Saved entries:
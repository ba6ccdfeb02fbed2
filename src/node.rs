//! Tree node contract and the in-memory node implementation.
//!
//! A node is a vertex of the spatial index tree: a bounding shape, an
//! ordered list of entries, a leaf flag and a transient visited flag used
//! by the traversal state machine. Leaf entries carry payload identifiers;
//! branch entries carry the identity of a child node — a vector slot for
//! in-memory nodes, a persistent page id for store-backed nodes.

use std::sync::atomic::{AtomicBool, Ordering};
use std::sync::{Arc, Weak};

use parking_lot::RwLock;
use serde::{Deserialize, Serialize};

use crate::errors::{SpatialError, SpatialResult};
use crate::shape::{Region, Shape};

/// Persistent identifier of a node's row in a backing store.
pub type PageId = u64;

/// The opaque payload of an entry.
#[derive(Clone, Debug, PartialEq, Serialize, Deserialize)]
pub enum EntryData {
    /// Payload identifier of a leaf entry, owned by the caller.
    Key(u64),
    /// Persistent page id of a child node (store-backed branch entries).
    Page(PageId),
    /// Child-vector slot of a child node (in-memory branch entries).
    Slot(usize),
}

/// A (shape, data) pair stored inside a node. Owned by exactly one node.
#[derive(Clone, Debug, PartialEq, Serialize, Deserialize)]
pub struct Entry {
    pub shape: Shape,
    pub data: EntryData,
}

impl Entry {
    pub fn new(shape: Shape, data: EntryData) -> Entry {
        Entry { shape, data }
    }
}

/// Shared handle to a tree node.
pub type NodeRef = Arc<dyn IndexNode>;

/// A vertex of the spatial index tree.
///
/// Implementations use interior mutability: the index layer itself performs
/// no locking, and callers serialize structural mutation externally (see
/// [`crate::lock::LockManager`]).
///
/// `sub_node` must return the same node object across calls for as long as
/// the node is alive: the traversal records its progress in the children's
/// visited flags, and those flags must survive re-entry into a partially
/// scanned node.
pub trait IndexNode: Send + Sync {
    /// Whether this node holds data entries (leaf) or child entries (branch).
    ///
    /// Fallible because a lazily materialized store-backed node must fetch
    /// its row to answer.
    fn is_leaf(&self) -> SpatialResult<bool>;

    /// The bounding region of all entries in this node.
    fn shape(&self) -> SpatialResult<Region>;

    /// Replaces the bounding region.
    fn set_shape(&self, shape: Region) -> SpatialResult<()>;

    fn entry_count(&self) -> SpatialResult<usize>;

    fn entry(&self, index: usize) -> SpatialResult<Entry>;

    /// Appends an entry, expanding the node's shape to cover it.
    fn add_entry(&self, entry: Entry) -> SpatialResult<()>;

    /// Removes and returns the entry at `index`. The node's shape is left
    /// untouched; callers recompute bounds where the tree invariants
    /// require it.
    fn remove_entry(&self, index: usize) -> SpatialResult<Entry>;

    /// Replaces the recorded shape of the entry at `index`.
    fn set_entry_shape(&self, index: usize, shape: Shape) -> SpatialResult<()>;

    /// The child node the entry at `index` refers to. Usage error on a leaf.
    fn sub_node(&self, index: usize) -> SpatialResult<NodeRef>;

    /// The parent node, or `None` for the root.
    fn parent(&self) -> SpatialResult<Option<NodeRef>>;

    /// Records `parent` as this node's parent back-reference.
    fn set_parent(&self, parent: &NodeRef) -> SpatialResult<()>;

    /// Persistent identity, if this node is bound to a backing store and
    /// has been flushed at least once.
    fn page_id(&self) -> Option<PageId>;

    /// Transient traversal state. Never persisted.
    fn is_visited(&self) -> bool;

    fn set_visited(&self, visited: bool);

    /// Flushes pending mutations to the backing store. A no-op for purely
    /// in-memory nodes.
    fn save(&self) -> SpatialResult<()>;
}

/// A purely in-memory tree node.
pub struct MemoryNode {
    leaf: bool,
    state: RwLock<MemoryState>,
    visited: AtomicBool,
}

struct MemoryState {
    shape: Region,
    entries: Vec<Entry>,
    children: Vec<NodeRef>,
    parent: Option<Weak<dyn IndexNode>>,
}

impl MemoryNode {
    /// Creates an empty leaf node with the given bounding region.
    pub fn leaf(shape: Region) -> Arc<MemoryNode> {
        Arc::new(MemoryNode {
            leaf: true,
            state: RwLock::new(MemoryState {
                shape,
                entries: Vec::new(),
                children: Vec::new(),
                parent: None,
            }),
            visited: AtomicBool::new(false),
        })
    }

    /// Creates a branch node over the given children, wiring one entry per
    /// child (the child's bounding shape plus its slot) and the children's
    /// parent back-references.
    pub fn branch(shape: Region, children: Vec<NodeRef>) -> SpatialResult<Arc<MemoryNode>> {
        let mut entries = Vec::with_capacity(children.len());
        for (slot, child) in children.iter().enumerate() {
            entries.push(Entry::new(
                Shape::Region(child.shape()?),
                EntryData::Slot(slot),
            ));
        }

        let node = Arc::new(MemoryNode {
            leaf: false,
            state: RwLock::new(MemoryState {
                shape,
                entries,
                children,
                parent: None,
            }),
            visited: AtomicBool::new(false),
        });

        let node_ref: NodeRef = node.clone();
        {
            let state = node.state.read();
            for child in &state.children {
                child.set_parent(&node_ref)?;
            }
        }
        Ok(node)
    }
}

impl IndexNode for MemoryNode {
    fn is_leaf(&self) -> SpatialResult<bool> {
        Ok(self.leaf)
    }

    fn shape(&self) -> SpatialResult<Region> {
        Ok(self.state.read().shape.clone())
    }

    fn set_shape(&self, shape: Region) -> SpatialResult<()> {
        self.state.write().shape = shape;
        Ok(())
    }

    fn entry_count(&self) -> SpatialResult<usize> {
        Ok(self.state.read().entries.len())
    }

    fn entry(&self, index: usize) -> SpatialResult<Entry> {
        let state = self.state.read();
        state
            .entries
            .get(index)
            .cloned()
            .ok_or_else(|| SpatialError::InvalidArgument(format!("no entry at index {index}")))
    }

    fn add_entry(&self, entry: Entry) -> SpatialResult<()> {
        if !self.leaf {
            return Err(SpatialError::InvalidArgument(
                "entries can only be added to leaf nodes; build branches via MemoryNode::branch"
                    .into(),
            ));
        }
        let mut state = self.state.write();
        let bounds = entry.shape.bounds();
        state.shape.expand(&bounds);
        state.entries.push(entry);
        Ok(())
    }

    fn remove_entry(&self, index: usize) -> SpatialResult<Entry> {
        let mut state = self.state.write();
        if index >= state.entries.len() {
            return Err(SpatialError::InvalidArgument(format!(
                "no entry at index {index}"
            )));
        }
        let removed = state.entries.remove(index);
        if !self.leaf {
            state.children.remove(index);
            // Slots shift down with the removed child.
            for entry in state.entries.iter_mut() {
                if let EntryData::Slot(slot) = &mut entry.data {
                    if *slot > index {
                        *slot -= 1;
                    }
                }
            }
        }
        Ok(removed)
    }

    fn set_entry_shape(&self, index: usize, shape: Shape) -> SpatialResult<()> {
        let mut state = self.state.write();
        match state.entries.get_mut(index) {
            Some(entry) => {
                entry.shape = shape;
                Ok(())
            }
            None => Err(SpatialError::InvalidArgument(format!(
                "no entry at index {index}"
            ))),
        }
    }

    fn sub_node(&self, index: usize) -> SpatialResult<NodeRef> {
        if self.leaf {
            return Err(SpatialError::InvalidArgument(
                "leaf nodes have no sub-nodes".into(),
            ));
        }
        let state = self.state.read();
        state.children.get(index).cloned().ok_or_else(|| {
            SpatialError::Corrupted(format!("branch entry {index} has no child node"))
        })
    }

    fn parent(&self) -> SpatialResult<Option<NodeRef>> {
        Ok(self
            .state
            .read()
            .parent
            .as_ref()
            .and_then(|weak| weak.upgrade()))
    }

    fn set_parent(&self, parent: &NodeRef) -> SpatialResult<()> {
        self.state.write().parent = Some(Arc::downgrade(parent));
        Ok(())
    }

    fn page_id(&self) -> Option<PageId> {
        None
    }

    fn is_visited(&self) -> bool {
        self.visited.load(Ordering::Relaxed)
    }

    fn set_visited(&self, visited: bool) {
        self.visited.store(visited, Ordering::Relaxed);
    }

    fn save(&self) -> SpatialResult<()> {
        Ok(())
    }
}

**YOUR TASK:**
Transcribe, exactly as written, all lines of the entries above from the first to the one containing "pub struct Entry", and no more.

**TASK SOLUTION:**
repository ba6ccdfeb02fbed2
filename src/node.rs
//! Tree node contract and the in-memory node implementation.
//!
//! A node is a vertex of the spatial index tree: a bounding shape, an
//! ordered list of entries, a leaf flag and a transient visited flag used
//! by the traversal state machine. Leaf entries carry payload identifiers;
//! branch entries carry the identity of a child node — a vector slot for
//! in-memory nodes, a persistent page id for store-backed nodes.

use std::sync::atomic::{AtomicBool, Ordering};
use std::sync::{Arc, Weak};

use parking_lot::RwLock;
use serde::{Deserialize, Serialize};

use crate::errors::{SpatialError, SpatialResult};
use crate::shape::{Region, Shape};

/// Persistent identifier of a node's row in a backing store.
pub type PageId = u64;

/// The opaque payload of an entry.
#[derive(Clone, Debug, PartialEq, Serialize, Deserialize)]
pub enum EntryData {
    /// Payload identifier of a leaf entry, owned by the caller.
    Key(u64),
    /// Persistent page id of a child node (store-backed branch entries).
    Page(PageId),
    /// Child-vector slot of a child node (in-memory branch entries).
    Slot(usize),
}

/// A (shape, data) pair stored inside a node. Owned by exactly one node.
#[derive(Clone, Debug, PartialEq, Serialize, Deserialize)]
pub struct Entry {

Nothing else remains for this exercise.